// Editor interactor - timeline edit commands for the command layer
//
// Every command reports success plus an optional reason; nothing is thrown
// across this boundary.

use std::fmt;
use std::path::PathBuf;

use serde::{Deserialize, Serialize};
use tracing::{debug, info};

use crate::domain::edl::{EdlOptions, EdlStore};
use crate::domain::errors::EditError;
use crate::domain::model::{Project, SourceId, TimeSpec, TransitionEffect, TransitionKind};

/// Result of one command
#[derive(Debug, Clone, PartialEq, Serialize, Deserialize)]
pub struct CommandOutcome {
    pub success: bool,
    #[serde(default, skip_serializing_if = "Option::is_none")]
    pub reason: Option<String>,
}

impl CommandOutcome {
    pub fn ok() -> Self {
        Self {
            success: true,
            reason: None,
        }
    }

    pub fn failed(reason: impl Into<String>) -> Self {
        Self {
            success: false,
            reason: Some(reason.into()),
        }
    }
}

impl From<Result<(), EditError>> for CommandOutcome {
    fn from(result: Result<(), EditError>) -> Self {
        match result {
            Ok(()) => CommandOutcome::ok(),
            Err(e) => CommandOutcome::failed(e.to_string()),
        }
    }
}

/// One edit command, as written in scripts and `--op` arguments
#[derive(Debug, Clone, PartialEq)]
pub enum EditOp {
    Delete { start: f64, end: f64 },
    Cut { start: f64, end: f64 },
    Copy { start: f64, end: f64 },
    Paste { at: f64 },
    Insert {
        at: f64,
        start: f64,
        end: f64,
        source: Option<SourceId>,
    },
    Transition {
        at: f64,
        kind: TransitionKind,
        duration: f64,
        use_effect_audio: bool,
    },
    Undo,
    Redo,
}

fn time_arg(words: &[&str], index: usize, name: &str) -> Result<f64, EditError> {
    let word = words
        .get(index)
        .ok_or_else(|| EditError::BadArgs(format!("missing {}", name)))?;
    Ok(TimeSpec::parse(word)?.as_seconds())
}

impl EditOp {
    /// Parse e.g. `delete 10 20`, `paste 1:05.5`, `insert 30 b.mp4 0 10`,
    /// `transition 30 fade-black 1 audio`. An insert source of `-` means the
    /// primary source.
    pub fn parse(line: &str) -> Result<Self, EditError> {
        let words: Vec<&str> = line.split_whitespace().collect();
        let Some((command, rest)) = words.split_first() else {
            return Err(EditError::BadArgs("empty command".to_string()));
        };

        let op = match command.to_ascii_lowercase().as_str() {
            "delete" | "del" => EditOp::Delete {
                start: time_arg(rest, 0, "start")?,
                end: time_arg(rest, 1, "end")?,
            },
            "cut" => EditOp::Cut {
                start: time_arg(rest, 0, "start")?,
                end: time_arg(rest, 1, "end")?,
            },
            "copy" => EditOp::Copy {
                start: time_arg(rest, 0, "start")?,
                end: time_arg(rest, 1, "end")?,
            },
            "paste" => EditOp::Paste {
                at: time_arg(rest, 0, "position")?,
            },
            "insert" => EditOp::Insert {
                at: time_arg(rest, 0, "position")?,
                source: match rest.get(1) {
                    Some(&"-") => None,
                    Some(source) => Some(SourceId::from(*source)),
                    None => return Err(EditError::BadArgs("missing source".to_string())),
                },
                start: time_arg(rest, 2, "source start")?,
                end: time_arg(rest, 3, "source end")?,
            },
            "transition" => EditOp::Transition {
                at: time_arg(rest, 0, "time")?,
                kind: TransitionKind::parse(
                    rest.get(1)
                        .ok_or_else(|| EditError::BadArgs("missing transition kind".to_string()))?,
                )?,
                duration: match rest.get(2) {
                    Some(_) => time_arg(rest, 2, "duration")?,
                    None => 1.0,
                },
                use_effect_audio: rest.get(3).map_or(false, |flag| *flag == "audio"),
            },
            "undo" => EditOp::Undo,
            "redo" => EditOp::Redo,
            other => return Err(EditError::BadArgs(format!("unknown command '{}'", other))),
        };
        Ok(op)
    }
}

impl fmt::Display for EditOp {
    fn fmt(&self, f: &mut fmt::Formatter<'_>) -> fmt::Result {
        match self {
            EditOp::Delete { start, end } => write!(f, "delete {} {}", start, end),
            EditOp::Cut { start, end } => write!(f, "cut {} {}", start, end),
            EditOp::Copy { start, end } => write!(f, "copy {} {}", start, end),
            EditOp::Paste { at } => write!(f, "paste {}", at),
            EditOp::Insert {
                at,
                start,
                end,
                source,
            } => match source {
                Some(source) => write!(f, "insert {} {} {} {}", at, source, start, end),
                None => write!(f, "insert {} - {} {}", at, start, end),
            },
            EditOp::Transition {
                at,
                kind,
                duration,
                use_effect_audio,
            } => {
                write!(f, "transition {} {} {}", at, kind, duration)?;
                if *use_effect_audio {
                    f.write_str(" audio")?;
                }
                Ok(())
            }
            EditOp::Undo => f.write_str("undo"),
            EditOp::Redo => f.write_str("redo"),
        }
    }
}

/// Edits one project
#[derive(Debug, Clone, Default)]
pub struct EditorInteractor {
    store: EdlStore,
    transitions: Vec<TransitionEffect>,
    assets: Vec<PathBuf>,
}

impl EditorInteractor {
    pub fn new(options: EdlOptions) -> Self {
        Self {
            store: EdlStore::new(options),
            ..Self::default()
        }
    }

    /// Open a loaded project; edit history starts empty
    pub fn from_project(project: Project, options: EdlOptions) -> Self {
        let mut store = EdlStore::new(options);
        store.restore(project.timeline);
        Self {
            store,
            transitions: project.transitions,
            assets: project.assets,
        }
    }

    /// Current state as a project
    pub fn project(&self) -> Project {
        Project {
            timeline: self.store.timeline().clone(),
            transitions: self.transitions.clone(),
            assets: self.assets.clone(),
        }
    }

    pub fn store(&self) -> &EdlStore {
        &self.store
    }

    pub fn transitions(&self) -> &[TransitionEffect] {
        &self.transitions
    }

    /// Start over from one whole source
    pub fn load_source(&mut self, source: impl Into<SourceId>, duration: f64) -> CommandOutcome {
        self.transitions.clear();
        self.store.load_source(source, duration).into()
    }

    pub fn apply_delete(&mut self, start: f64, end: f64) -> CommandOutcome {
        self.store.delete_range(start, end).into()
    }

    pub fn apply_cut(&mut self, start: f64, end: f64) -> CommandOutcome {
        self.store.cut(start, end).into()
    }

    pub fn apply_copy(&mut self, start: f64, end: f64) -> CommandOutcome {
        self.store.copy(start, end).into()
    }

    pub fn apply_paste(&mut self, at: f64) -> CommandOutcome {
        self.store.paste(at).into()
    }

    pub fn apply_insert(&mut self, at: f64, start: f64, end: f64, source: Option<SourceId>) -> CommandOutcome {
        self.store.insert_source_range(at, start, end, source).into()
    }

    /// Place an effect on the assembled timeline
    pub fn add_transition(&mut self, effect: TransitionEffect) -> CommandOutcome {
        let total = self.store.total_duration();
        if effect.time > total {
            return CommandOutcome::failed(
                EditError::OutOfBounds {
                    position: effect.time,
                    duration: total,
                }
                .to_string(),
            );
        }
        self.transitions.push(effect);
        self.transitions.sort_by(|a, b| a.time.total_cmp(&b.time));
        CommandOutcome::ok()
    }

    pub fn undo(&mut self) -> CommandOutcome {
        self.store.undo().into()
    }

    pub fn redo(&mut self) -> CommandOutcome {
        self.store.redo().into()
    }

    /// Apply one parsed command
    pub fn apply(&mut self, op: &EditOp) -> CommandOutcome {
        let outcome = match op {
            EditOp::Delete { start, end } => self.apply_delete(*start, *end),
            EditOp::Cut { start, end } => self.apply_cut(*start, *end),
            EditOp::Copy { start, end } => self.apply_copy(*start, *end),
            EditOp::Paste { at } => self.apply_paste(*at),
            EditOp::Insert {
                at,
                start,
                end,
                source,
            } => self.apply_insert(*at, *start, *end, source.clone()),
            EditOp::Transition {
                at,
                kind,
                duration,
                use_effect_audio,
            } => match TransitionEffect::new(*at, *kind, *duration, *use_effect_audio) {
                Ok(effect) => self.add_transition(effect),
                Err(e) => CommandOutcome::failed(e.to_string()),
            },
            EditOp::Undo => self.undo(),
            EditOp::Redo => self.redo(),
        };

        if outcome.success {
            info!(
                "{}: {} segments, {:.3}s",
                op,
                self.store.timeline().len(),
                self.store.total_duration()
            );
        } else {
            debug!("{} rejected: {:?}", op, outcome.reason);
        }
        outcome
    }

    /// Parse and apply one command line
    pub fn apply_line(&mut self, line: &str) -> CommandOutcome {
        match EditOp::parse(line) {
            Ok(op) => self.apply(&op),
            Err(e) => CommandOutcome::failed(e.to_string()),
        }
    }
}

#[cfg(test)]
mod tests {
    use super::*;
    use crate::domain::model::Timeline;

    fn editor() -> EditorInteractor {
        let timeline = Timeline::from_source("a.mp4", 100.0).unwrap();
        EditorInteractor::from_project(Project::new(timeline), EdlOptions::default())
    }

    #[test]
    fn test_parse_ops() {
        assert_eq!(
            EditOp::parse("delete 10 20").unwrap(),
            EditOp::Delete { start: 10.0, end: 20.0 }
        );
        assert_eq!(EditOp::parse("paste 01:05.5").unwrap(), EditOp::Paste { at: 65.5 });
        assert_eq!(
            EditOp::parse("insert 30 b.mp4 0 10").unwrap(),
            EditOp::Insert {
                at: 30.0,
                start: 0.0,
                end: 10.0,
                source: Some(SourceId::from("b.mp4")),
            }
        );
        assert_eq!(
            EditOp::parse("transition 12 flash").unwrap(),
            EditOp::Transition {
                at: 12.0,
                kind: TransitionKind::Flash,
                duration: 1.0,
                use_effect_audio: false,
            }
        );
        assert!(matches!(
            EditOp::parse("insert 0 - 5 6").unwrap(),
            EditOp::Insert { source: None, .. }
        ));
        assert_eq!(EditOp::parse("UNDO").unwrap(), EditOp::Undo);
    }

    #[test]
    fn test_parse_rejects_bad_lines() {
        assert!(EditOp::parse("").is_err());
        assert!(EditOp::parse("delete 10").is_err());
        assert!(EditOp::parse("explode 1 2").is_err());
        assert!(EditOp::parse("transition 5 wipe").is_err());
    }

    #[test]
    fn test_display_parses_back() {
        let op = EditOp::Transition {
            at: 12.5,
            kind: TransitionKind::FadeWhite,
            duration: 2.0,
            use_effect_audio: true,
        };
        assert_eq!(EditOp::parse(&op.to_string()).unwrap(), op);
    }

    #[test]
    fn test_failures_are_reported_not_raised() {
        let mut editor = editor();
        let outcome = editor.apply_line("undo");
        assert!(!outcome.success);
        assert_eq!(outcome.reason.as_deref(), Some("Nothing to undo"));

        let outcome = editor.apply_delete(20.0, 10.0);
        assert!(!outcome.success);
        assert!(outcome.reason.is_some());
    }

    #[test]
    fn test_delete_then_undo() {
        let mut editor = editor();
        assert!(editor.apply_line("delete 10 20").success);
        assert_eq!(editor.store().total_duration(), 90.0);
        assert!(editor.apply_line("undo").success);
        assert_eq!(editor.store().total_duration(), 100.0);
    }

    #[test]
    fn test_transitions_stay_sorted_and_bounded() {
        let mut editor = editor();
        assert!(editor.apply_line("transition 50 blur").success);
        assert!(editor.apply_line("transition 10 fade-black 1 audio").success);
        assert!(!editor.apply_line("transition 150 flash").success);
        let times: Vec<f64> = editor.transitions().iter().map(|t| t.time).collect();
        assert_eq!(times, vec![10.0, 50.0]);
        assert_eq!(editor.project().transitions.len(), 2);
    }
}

····················

• **Description of the task**
Count up the lines containing "PathBuf" in the listing above, then write that number and stop.

• **Answer to the problem**
2